Não há volta a dar: quanto mais o estado cresceu, quanto mais se aumentaram as prestações sociais, menos o país cresceu. Sabe-se que para muitos um país de funcionários públicos e de gente que de uma forma ou doutra recebe uma prestaçãozinha (ou duas) paga pelo dinheiro dos contribuintes é um cenário maravilhoso, perseguido com afã desde 1995 – ano em que o esbanjador Guterres nos dava a conhecer a sua paixão pela educação propondo não uma revisão dos conteúdos assim ou assado mas tão somente que a Educação devia gastar 6% do PIB e nunca menos do que isso (o que nos deveria ter ensinado que as paixões socialistas são inevitavelmente prosaicas e se concretizam em aumentos das mesadas).
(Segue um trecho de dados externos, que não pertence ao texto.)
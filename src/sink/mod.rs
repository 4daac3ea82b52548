//! Trade sink: a bounded queue drained by a background writer,
//! non-blocking from the matching path.
//!
//! The drainer-task plumbing mirrors the teacher crate's
//! `BookManagerTokio::start_trade_processor` (see
//! `orderbook::manager`): a channel there, a `tokio::sync::Mutex`-guarded
//! ring buffer plus a pair of `Notify` handles here, since
//! [`SinkPolicy::DropOldest`] needs to evict from the *front* of the
//! queue under pressure — something a plain `mpsc` sender cannot do
//! from the producer side.

pub mod error;

use self::error::SinkError;
use crate::orderbook::trade::Trade;
use dashmap::DashMap;
use std::collections::VecDeque;
use std::future::Future;
use std::pin::Pin;
use std::sync::Arc;
use std::sync::atomic::{AtomicBool, AtomicU64, Ordering};
use tokio::sync::{Mutex, Notify};
use tracing::{error, warn};

/// A boxed, `Send` future, the manual stand-in for `async fn` in a
/// `dyn`-safe trait (no `async-trait` dependency in the teacher's
/// stack, so this crate doesn't introduce one either).
type BoxFuture<'a, T> = Pin<Box<dyn Future<Output = T> + Send + 'a>>;

/// Policy applied when the sink's bounded channel is full.
///
/// Default is [`SinkPolicy::DropOldest`]: the matching path must never
/// stall on disk.
#[derive(Debug, Clone, Copy, PartialEq, Eq, Default)]
pub enum SinkPolicy {
    /// Evict the oldest buffered trade to make room, and warn.
    #[default]
    DropOldest,
    /// Drop the incoming trade instead of the oldest one, and warn.
    DropNew,
    /// Await channel capacity; can, in principle, propagate
    /// backpressure into the matching path. Not recommended for the
    /// hot path but offered as a valid configuration choice.
    Block,
}

/// Pluggable seam for the actual durable store, treated as an external
/// collaborator: this crate owns matching, not storage.
pub trait TradeWriter: Send + Sync {
    /// Durably record a batch of trades. Must be idempotent keyed by
    /// `trade_id`: a drainer crash between pop and commit may replay
    /// the same batch on restart, so the durable store must treat
    /// inserts as idempotent upserts.
    fn write_batch<'a>(&'a self, trades: &'a [Trade]) -> BoxFuture<'a, Result<(), SinkError>>;
}

/// Reference [`TradeWriter`] suitable for tests and as a stand-in for
/// a real durable store. Keyed by `trade_id`, upserts are idempotent.
#[derive(Debug, Default)]
pub struct InMemoryTradeWriter {
    written: DashMap<crate::orderbook::trade::TradeId, Trade>,
}

impl InMemoryTradeWriter {
    pub fn new() -> Self {
        Self::default()
    }

    pub fn len(&self) -> usize {
        self.written.len()
    }

    pub fn is_empty(&self) -> bool {
        self.written.is_empty()
    }

    pub fn contains(&self, trade_id: crate::orderbook::trade::TradeId) -> bool {
        self.written.contains_key(&trade_id)
    }
}

impl TradeWriter for InMemoryTradeWriter {
    fn write_batch<'a>(&'a self, trades: &'a [Trade]) -> BoxFuture<'a, Result<(), SinkError>> {
        Box::pin(async move {
            for trade in trades {
                self.written.insert(trade.trade_id, trade.clone());
            }
            Ok(())
        })
    }
}

/// The bounded ring buffer shared between pushers and the drainer
/// task. A plain `tokio::sync::mpsc` channel cannot implement
/// [`SinkPolicy::DropOldest`] from the producer side (there is no way
/// to evict the receiver's front element), so the buffer itself is a
/// mutex-guarded deque instead.
struct Shared {
    buf: Mutex<VecDeque<Trade>>,
    capacity: usize,
    /// Signalled by a pusher whenever the buffer goes from empty to
    /// non-empty, so the drainer can sleep instead of polling.
    item_ready: Notify,
    /// Signalled by the drainer after every drain, so a
    /// [`SinkPolicy::Block`] pusher waiting for room wakes up.
    space_available: Notify,
    dropped: AtomicU64,
    closed: AtomicBool,
}

/// A bounded, non-blocking trade sink with a single background
/// drainer task.
///
/// `push`/`push_batch` never stall the matching path: under the
/// default [`SinkPolicy::DropOldest`], a full buffer sheds its oldest
/// buffered trade and increments [`Self::dropped_count`] instead of
/// blocking.
pub struct BoundedTradeSink {
    shared: Arc<Shared>,
    policy: SinkPolicy,
    drainer: Option<tokio::task::JoinHandle<()>>,
}

impl BoundedTradeSink {
    /// Spawn the drainer task and return the sink handle. `capacity`
    /// bounds the buffer; `writer` receives batches in FIFO pop order.
    pub fn spawn(capacity: usize, policy: SinkPolicy, writer: Arc<dyn TradeWriter>) -> Self {
        let shared = Arc::new(Shared {
            buf: Mutex::new(VecDeque::with_capacity(capacity.max(1))),
            capacity: capacity.max(1),
            item_ready: Notify::new(),
            space_available: Notify::new(),
            dropped: AtomicU64::new(0),
            closed: AtomicBool::new(false),
        });

        let drainer_shared = shared.clone();
        let drainer = tokio::spawn(async move {
            loop {
                let batch: Vec<Trade> = {
                    let mut buf = drainer_shared.buf.lock().await;
                    if buf.is_empty() {
                        if drainer_shared.closed.load(Ordering::Acquire) {
                            return;
                        }
                        drop(buf);
                        drainer_shared.item_ready.notified().await;
                        continue;
                    }
                    buf.drain(..).collect()
                };
                drainer_shared.space_available.notify_waiters();
                if let Err(e) = writer.write_batch(&batch).await {
                    error!(error = %e, "trade writer failed on batch");
                }
            }
        });

        BoundedTradeSink {
            shared,
            policy,
            drainer: Some(drainer),
        }
    }

    /// Push a single trade, applying the configured overflow policy
    /// on a full buffer. Never blocks under [`SinkPolicy::DropOldest`]
    /// or [`SinkPolicy::DropNew`].
    pub async fn push(&self, trade: Trade) -> Result<(), SinkError> {
        self.push_batch(std::iter::once(trade)).await
    }

    /// Push every trade produced by a single `submit` call, in match
    /// order: callers rely on trades reaching the sink in the same
    /// order they executed.
    pub async fn push_batch(
        &self,
        trades: impl IntoIterator<Item = Trade>,
    ) -> Result<(), SinkError> {
        for trade in trades {
            self.push_one(trade).await?;
        }
        Ok(())
    }

    async fn push_one(&self, trade: Trade) -> Result<(), SinkError> {
        if self.shared.closed.load(Ordering::Acquire) {
            return Err(SinkError::Closed);
        }
        match self.policy {
            SinkPolicy::DropOldest => {
                let mut buf = self.shared.buf.lock().await;
                if buf.len() >= self.shared.capacity {
                    if let Some(evicted) = buf.pop_front() {
                        self.shared.dropped.fetch_add(1, Ordering::Relaxed);
                        warn!(trade_id = %evicted.trade_id, "trade sink saturated, dropping oldest");
                    }
                }
                buf.push_back(trade);
                drop(buf);
                self.shared.item_ready.notify_one();
                Ok(())
            }
            SinkPolicy::DropNew => {
                let mut buf = self.shared.buf.lock().await;
                if buf.len() >= self.shared.capacity {
                    self.shared.dropped.fetch_add(1, Ordering::Relaxed);
                    warn!(trade_id = %trade.trade_id, "trade sink saturated, dropping new trade");
                } else {
                    buf.push_back(trade);
                    drop(buf);
                    self.shared.item_ready.notify_one();
                }
                Ok(())
            }
            SinkPolicy::Block => {
                loop {
                    // The `Notified` future must be constructed before the
                    // buffer lock is dropped: a drainer that drains and
                    // calls `notify_waiters` in the gap between dropping
                    // the lock and registering as a waiter would otherwise
                    // be missed, parking this task forever.
                    let notified = {
                        let mut buf = self.shared.buf.lock().await;
                        if buf.len() < self.shared.capacity {
                            buf.push_back(trade);
                            drop(buf);
                            self.shared.item_ready.notify_one();
                            return Ok(());
                        }
                        self.shared.space_available.notified()
                    };
                    if self.shared.closed.load(Ordering::Acquire) {
                        return Err(SinkError::Closed);
                    }
                    notified.await;
                }
            }
        }
    }

    /// Number of trades shed under backpressure since this sink was
    /// created. An observability counter, not a correctness signal.
    pub fn dropped_count(&self) -> u64 {
        self.shared.dropped.load(Ordering::Relaxed)
    }
}

impl Drop for BoundedTradeSink {
    fn drop(&mut self) {
        self.shared.closed.store(true, Ordering::Release);
        self.shared.item_ready.notify_waiters();
        self.shared.space_available.notify_waiters();
        if let Some(handle) = self.drainer.take() {
            handle.abort();
        }
    }
}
Mas por muito bonito que seja esse cenário que glorifica os serviços públicos (multiplicando-os) e o Estado Social, e que haja alucinados que se ofendem quando alguém ventila a possibilidade de estarmos a gastar demais, argumentando que os países nórdicos (países com PIB per capita semelhante ao nosso, portanto) isto e aquilo (vem-me à memória António Costa há uns anos dizendo que não tínhamos estado social em excesso porque na Suécia quando alguém tinha de ir depor em tribunal recebia do estado o ordenado desse dia), é conveniente começarem a reconhecer: a riqueza que o país produz não dá para pagar a tanto funcionário público, a tanta empresa pública, nem para pagar tanta prestação social. Donde, há que reduzir em tudo. Mas não esperemos em demasia. O não crescermos desde 2000 é mascarado com os problemas da crise internacional de 2008 (criada pelos malvados neo-liberais); o necessitarmos de uma intervenção do FMI deve-se apenas à presente crise política e nunca ao crescimento descontrolado da despesa pública a par de supostas consolidações orçamentais que sabe-se lá como terminavam sempre com aumentos da despesa pública; o não termos dinheiro é consequência das acções dos tais malvados neoliberais, que apesar de malvados e neoliberais têm a obrigação de emprestar dinheiro baratinho a gente socialista moralmente superior, e jamais a não termos mesmo dinheiro porque não produzimos e não crescemos devido ao estado estrangular tudo.

Enfim, a realidade nunca foi amiga do socialismo. E a produção de riqueza também não.